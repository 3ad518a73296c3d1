//! Output format descriptors.
//!
//! [`OutputFormat`] describes the shape a decoded frame should be delivered
//! in: height, width, channel count, element type, and the resampling
//! algorithm used to get there. The matching FFmpeg pixel format is derived,
//! never chosen by the caller, so the descriptor can only represent layouts
//! the conversion stage actually supports.
//!
//! Descriptors are immutable values with full value equality and hashing —
//! the converter cache uses them directly as map keys.

use std::fmt::{Display, Formatter, Result as FmtResult};

use ffmpeg_next::{format::Pixel, software::scaling::Flags as ScalingFlags};

use crate::error::FrameFeedError;

/// Element type of the output pixel buffer.
///
/// Controls the byte width of each sample and, together with the channel
/// count, the derived FFmpeg pixel format.
#[derive(Debug, Clone, Copy, PartialEq, Eq, Hash, Default)]
pub enum ElementType {
    /// 8-bit unsigned samples. This is the default.
    #[default]
    Uint8,
    /// 16-bit unsigned samples (native endian).
    Uint16,
    /// Half-precision float output, approximated by 16-bit storage.
    ///
    /// FFmpeg has no native float pixel formats, so the conversion stage
    /// produces 16-bit unsigned samples and leaves reinterpretation to the
    /// caller. This is a lossy convenience, not a numeric cast.
    Float16,
}

impl ElementType {
    /// Byte width of one sample of this type.
    pub fn byte_width(self) -> usize {
        match self {
            ElementType::Uint8 => 1,
            ElementType::Uint16 | ElementType::Float16 => 2,
        }
    }
}

/// Resampling algorithm used when scaling to the output resolution.
///
/// Maps 1:1 onto the swscale algorithm flags.
#[derive(Debug, Clone, Copy, PartialEq, Eq, Hash, Default)]
pub enum Interpolation {
    /// Nearest-neighbour sampling.
    Nearest,
    /// Fast bilinear approximation.
    FastBilinear,
    /// Bilinear filtering. This is the default.
    #[default]
    Bilinear,
    /// Bicubic filtering.
    Bicubic,
    /// Area averaging.
    Area,
    /// Lanczos windowed sinc.
    Lanczos,
}

impl Interpolation {
    pub(crate) fn to_scaling_flags(self) -> ScalingFlags {
        match self {
            Interpolation::Nearest => ScalingFlags::POINT,
            Interpolation::FastBilinear => ScalingFlags::FAST_BILINEAR,
            Interpolation::Bilinear => ScalingFlags::BILINEAR,
            Interpolation::Bicubic => ScalingFlags::BICUBIC,
            Interpolation::Area => ScalingFlags::AREA,
            Interpolation::Lanczos => ScalingFlags::LANCZOS,
        }
    }
}

// 16-bit output uses the native-endian variants so callers can reinterpret
// the buffer as `u16` samples directly.
#[cfg(target_endian = "little")]
const RGB48: Pixel = Pixel::RGB48LE;
#[cfg(target_endian = "big")]
const RGB48: Pixel = Pixel::RGB48BE;
#[cfg(target_endian = "little")]
const GRAY16: Pixel = Pixel::GRAY16LE;
#[cfg(target_endian = "big")]
const GRAY16: Pixel = Pixel::GRAY16BE;

/// Describes the desired shape of a delivered frame.
///
/// Construction validates the channel count and dimensions; a successfully
/// constructed descriptor always corresponds to a supported conversion
/// target. The descriptor is immutable and compares by value, which makes it
/// usable as the converter-cache key.
///
/// # Example
///
/// ```
/// use framefeed::{ElementType, Interpolation, OutputFormat};
///
/// let format = OutputFormat::new(64, 64, 3, ElementType::Uint8, Interpolation::Bilinear)?;
/// assert_eq!(format.len_bytes(), 64 * 64 * 3);
/// # Ok::<(), framefeed::FrameFeedError>(())
/// ```
#[derive(Debug, Clone, PartialEq, Eq, Hash)]
#[must_use]
pub struct OutputFormat {
    height: u32,
    width: u32,
    channels: u32,
    element: ElementType,
    interpolation: Interpolation,
}

impl OutputFormat {
    /// Create a new output format descriptor.
    ///
    /// # Errors
    ///
    /// - [`FrameFeedError::InvalidChannelCount`] if `channels` is neither 1
    ///   nor 3.
    /// - [`FrameFeedError::ZeroDimension`] if `height` or `width` is zero.
    pub fn new(
        height: u32,
        width: u32,
        channels: u32,
        element: ElementType,
        interpolation: Interpolation,
    ) -> Result<Self, FrameFeedError> {
        if channels != 1 && channels != 3 {
            return Err(FrameFeedError::InvalidChannelCount { channels });
        }
        if height == 0 || width == 0 {
            return Err(FrameFeedError::ZeroDimension { height, width });
        }

        Ok(Self {
            height,
            width,
            channels,
            element,
            interpolation,
        })
    }

    /// Shorthand for 3-channel 8-bit RGB output with bilinear resampling.
    pub fn rgb8(height: u32, width: u32) -> Result<Self, FrameFeedError> {
        Self::new(
            height,
            width,
            3,
            ElementType::Uint8,
            Interpolation::Bilinear,
        )
    }

    /// Shorthand for 1-channel 8-bit grayscale output with bilinear resampling.
    pub fn gray8(height: u32, width: u32) -> Result<Self, FrameFeedError> {
        Self::new(
            height,
            width,
            1,
            ElementType::Uint8,
            Interpolation::Bilinear,
        )
    }

    /// Output height in pixels.
    pub fn height(&self) -> u32 {
        self.height
    }

    /// Output width in pixels.
    pub fn width(&self) -> u32 {
        self.width
    }

    /// Output channel count (1 or 3).
    pub fn channels(&self) -> u32 {
        self.channels
    }

    /// Output element type.
    pub fn element(&self) -> ElementType {
        self.element
    }

    /// Resampling algorithm.
    pub fn interpolation(&self) -> Interpolation {
        self.interpolation
    }

    /// Total byte size of a tightly-packed buffer in this format.
    pub fn len_bytes(&self) -> usize {
        self.height as usize * self.width as usize * self.channels as usize
            * self.element.byte_width()
    }

    /// The FFmpeg pixel format this descriptor converts into.
    ///
    /// Pure function of (element type, channel count):
    ///
    /// | element            | 3 channels | 1 channel |
    /// |--------------------|------------|-----------|
    /// | `Uint8`            | RGB24      | GRAY8     |
    /// | `Uint16`/`Float16` | RGB48      | GRAY16    |
    pub fn pixel_format(&self) -> Pixel {
        match (self.element, self.channels) {
            (ElementType::Uint8, 3) => Pixel::RGB24,
            (ElementType::Uint8, _) => Pixel::GRAY8,
            (_, 3) => RGB48,
            (_, _) => GRAY16,
        }
    }
}

impl Display for OutputFormat {
    fn fmt(&self, f: &mut Formatter<'_>) -> FmtResult {
        write!(
            f,
            "{}x{}x{} {:?}",
            self.height, self.width, self.channels, self.element,
        )
    }
}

* * * * * * * * *

### EXERCISE GOAL
Give back exactly what runs from the first line of the listing above to the line that contains "algorithm used to", keeping both end lines.

### WRITTEN SOLUTION
repository 3ad518a73296c3d1
//! Output format descriptors.
//!
//! [`OutputFormat`] describes the shape a decoded frame should be delivered
//! in: height, width, channel count, element type, and the resampling
//! algorithm used to get there. The matching FFmpeg pixel format is derived,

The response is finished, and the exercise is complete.